# how to open trunk



## bad455 (Aug 20, 2013)

Is there any other way to open the trunk without using the key fob?


----------



## spacedout (Dec 7, 2010)

There is a button directly above the rear license plate. Its kinda hidden, if you look you will find it.


----------



## bad455 (Aug 20, 2013)

Thankyou, that was driving me nuts


----------



## Merc6 (Jun 8, 2013)

bad455 said:


> Thankyou, that was driving me nuts


To save you another thread, just press on the gas door closest to the tail lights for it to open. Press it in again to secure it.


----------



## KpaxFAQ (Sep 1, 2013)

LOL, I was scratching my head too on day one.
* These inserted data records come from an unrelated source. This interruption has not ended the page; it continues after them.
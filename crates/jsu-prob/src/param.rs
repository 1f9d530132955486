//! Parameter handles.
//!
//! A distribution parameter is either a value owned by the distribution
//! ([`Param::Fixed`]) or a handle to a cell owned elsewhere
//! ([`Param::Variable`]), e.g. a parameter being optimized. Operations never
//! cache parameter values: they call [`Param::current_value`] each time.
//!
//! Each handle carries a [`ValidationPolicy`]: fixed values are checked once
//! at construction, variables on every call since they may have been
//! reassigned in between.

use std::borrow::Cow;
use std::sync::{Arc, RwLock, RwLockReadGuard, RwLockWriteGuard};

use jsu_ad::{Dual, Dual32};
use jsu_core::{Error, Result, Shape, StaticShape};
use ndarray::{Array1, ArrayD};

use crate::tensor::{IntoArray, shape_of};

/// Whether a variable may change shape on assignment.
#[derive(Debug, Clone, Copy, PartialEq, Eq)]
pub enum ShapePolicy {
    /// Every assignment must keep the initial shape (static shape known).
    Fixed,
    /// Any shape may be assigned (static shape deferred).
    Dynamic,
}

/// When a parameter's constraint is checked (if validation is enabled).
#[derive(Debug, Clone, Copy, PartialEq, Eq)]
pub enum ValidationPolicy {
    /// Once, when the distribution is built.
    AtConstruction,
    /// On every operation, against the value read at call time.
    EveryCall,
}

/// Shared, mutable array cell.
///
/// Cloning a `Variable` clones the handle, not the data: all clones observe
/// every [`assign`](Variable::assign).
#[derive(Debug)]
pub struct Variable<T> {
    cell: Arc<RwLock<ArrayD<T>>>,
    shape_policy: ShapePolicy,
}

impl<T> Clone for Variable<T> {
    fn clone(&self) -> Self {
        Self { cell: Arc::clone(&self.cell), shape_policy: self.shape_policy }
    }
}

impl<T: Clone> Variable<T> {
    /// Variable whose shape is fixed by its initial value.
    pub fn new(value: impl IntoArray<T>) -> Self {
        Self { cell: Arc::new(RwLock::new(value.into_array())), shape_policy: ShapePolicy::Fixed }
    }

    /// Variable whose shape may change between assignments.
    pub fn with_dynamic_shape(value: impl IntoArray<T>) -> Self {
        Self {
            cell: Arc::new(RwLock::new(value.into_array())),
            shape_policy: ShapePolicy::Dynamic,
        }
    }

    fn read_guard(&self) -> RwLockReadGuard<'_, ArrayD<T>> {
        // A writer panicking mid-assign cannot leave a torn array: assign
        // swaps a fully built value in.
        self.cell.read().unwrap_or_else(|poisoned| poisoned.into_inner())
    }

    fn write_guard(&self) -> RwLockWriteGuard<'_, ArrayD<T>> {
        self.cell.write().unwrap_or_else(|poisoned| poisoned.into_inner())
    }

    /// Snapshot of the current value.
    pub fn read(&self) -> ArrayD<T> {
        self.read_guard().clone()
    }

    /// Current shape.
    pub fn shape(&self) -> Shape {
        shape_of(&self.read_guard())
    }

    /// Replace the value.
    ///
    /// Fails with [`Error::Validation`] when the variable has a fixed shape
    /// and `value` does not match it.
    pub fn assign(&self, value: impl IntoArray<T>) -> Result<()> {
        let value = value.into_array();
        let mut guard = self.write_guard();
        if self.shape_policy == ShapePolicy::Fixed && guard.shape() != value.shape() {
            return Err(Error::Validation(format!(
                "cannot assign value of shape {} to variable of shape {}",
                shape_of(&value),
                shape_of(&guard)
            )));
        }
        *guard = value;
        Ok(())
    }

    /// Static shape: known for fixed-shape variables, deferred otherwise.
    pub fn static_shape(&self) -> StaticShape {
        match self.shape_policy {
            ShapePolicy::Fixed => StaticShape::Known(self.shape()),
            ShapePolicy::Dynamic => StaticShape::Deferred,
        }
    }
}

/// A distribution parameter: an owned value or a variable handle.
#[derive(Debug, Clone)]
pub enum Param<T> {
    /// Value owned by the distribution.
    Fixed(ArrayD<T>),
    /// Value owned by an external cell, re-read on every access.
    Variable(Variable<T>),
}

impl<T: Clone> Param<T> {
    /// Value as of now. Borrowed for fixed values, a snapshot for variables.
    pub fn current_value(&self) -> Cow<'_, ArrayD<T>> {
        match self {
            Param::Fixed(a) => Cow::Borrowed(a),
            Param::Variable(v) => Cow::Owned(v.read()),
        }
    }

    /// Shape known without evaluation.
    pub fn static_shape(&self) -> StaticShape {
        match self {
            Param::Fixed(a) => StaticShape::Known(shape_of(a)),
            Param::Variable(v) => v.static_shape(),
        }
    }

    /// When this parameter's constraint is checked.
    pub fn validation_policy(&self) -> ValidationPolicy {
        match self {
            Param::Fixed(_) => ValidationPolicy::AtConstruction,
            Param::Variable(_) => ValidationPolicy::EveryCall,
        }
    }

    /// The variable handle, if any.
    pub fn as_variable(&self) -> Option<&Variable<T>> {
        match self {
            Param::Variable(v) => Some(v),
            Param::Fixed(_) => None,
        }
    }
}

impl<T> From<Variable<T>> for Param<T> {
    fn from(v: Variable<T>) -> Self {
        Param::Variable(v)
    }
}

impl<T> From<&Variable<T>> for Param<T> {
    fn from(v: &Variable<T>) -> Self {
        Param::Variable(v.clone())
    }
}

impl<T> From<ArrayD<T>> for Param<T> {
    fn from(a: ArrayD<T>) -> Self {
        Param::Fixed(a)
    }
}

impl<T> From<Array1<T>> for Param<T> {
    fn from(a: Array1<T>) -> Self {
        Param::Fixed(a.into_dyn())
    }
}

impl<T> From<Vec<T>> for Param<T> {
    fn from(v: Vec<T>) -> Self {
        Param::Fixed(v.into_array())
    }
}

impl<T, const N: usize> From<[T; N]> for Param<T> {
    fn from(v: [T; N]) -> Self {
        Param::Fixed(v.into_array())
    }
}

macro_rules! impl_scalar_param {
    ($($t:ty),*) => {
        $(
            impl From<$t> for Param<$t> {
                fn from(v: $t) -> Self {
                    Param::Fixed(v.into_array())
                }
            }
        )*
    };
}

impl_scalar_param!(f64, f32, Dual, Dual32);

#[cfg(test)]
mod tests {
    use super::*;

    #[test]
    fn test_variable_shared_between_clones() {
        let v = Variable::new(vec![1.0f64, 2.0]);
        let p: Param<f64> = (&v).into();
        v.assign(vec![3.0, 4.0]).unwrap();
        assert_eq!(p.current_value().as_slice().unwrap(), &[3.0, 4.0]);
        p.as_variable().unwrap().assign(vec![5.0, 6.0]).unwrap();
        assert_eq!(v.read().as_slice().unwrap(), &[5.0, 6.0]);
    }

    #[test]
    fn test_fixed_shape_variable_rejects_reshape() {
        let v = Variable::new(vec![1.0f64, 2.0]);
        let err = v.assign(vec![1.0, 2.0, 3.0]).unwrap_err();
        assert!(matches!(err, Error::Validation(_)));
        assert_eq!(v.static_shape(), StaticShape::Known(Shape::from([2])));
    }

    #[test]
    fn test_dynamic_shape_variable() {
        let v = Variable::with_dynamic_shape(1.0f64);
        assert_eq!(v.static_shape(), StaticShape::Deferred);
        v.assign(vec![1.0, 2.0, 3.0]).unwrap();
        assert_eq!(v.shape(), Shape::from([3]));
    }

    #[test]
    fn test_policies() {
        let fixed: Param<f64> = 2.0f64.into();
        assert_eq!(fixed.validation_policy(), ValidationPolicy::AtConstruction);
        assert_eq!(fixed.static_shape(), StaticShape::scalar());
        assert!(matches!(fixed.current_value(), Cow::Borrowed(_)));

        let var: Param<f64> = Variable::new(2.0f64).into();
        assert_eq!(var.validation_policy(), ValidationPolicy::EveryCall);
        assert!(var.as_variable().is_some());
    }
}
I couldn't wait to leave the dealership feeling pretty greasy after going through the "car buying process" all morning and declined to have the salesman go over every little feature. I had to read the owner's manual and found out.


----------



## Chevy Customer Care (Oct 29, 2011)

In the future you guys can always ask me about features too. I have this information readily available to answer your head scratching questions.

Jackie
Chevrolet Customer Care


----------



## RollinOn18s (Mar 28, 2013)

Okay here's one. How do you get in the trunk with the keys in the ignition. The trunk button on the lid will not work while car is running even if doors are unlocked?



Chevy Customer Care said:


> In the future you guys can always ask me about features too. I have this information readily available to answer your head scratching questions.
> 
> Jackie
> Chevrolet Customer Care


----------



## brian v (Dec 25, 2011)

Open a door !


----------



## Chevy Customer Care (Oct 29, 2011)

Hi Rollinon18's 

That's a safety feature designed to keep the trunk from being opened while the car is in motion. Brian is correct, depending on what year Cruze you have you can put the car in park and make sure that the doors are unlocked and/or crack a door open. Once you do this the trunk button should work.

Jackie
Chevrolet Customer Care


----------



## Sanjay Collins (Jun 25, 2013)

Press the unlock doors button on the dash and you can open the trunk from the button on the trunk even if the car is running.


Sent from AutoGuide.com App


----------



## Merc6 (Jun 8, 2013)

Next question is to see if they have 2 shot update. My May 13, 2013 Cruze does not have 2 shot. 


Sent from AutoGuide.com Free App


----------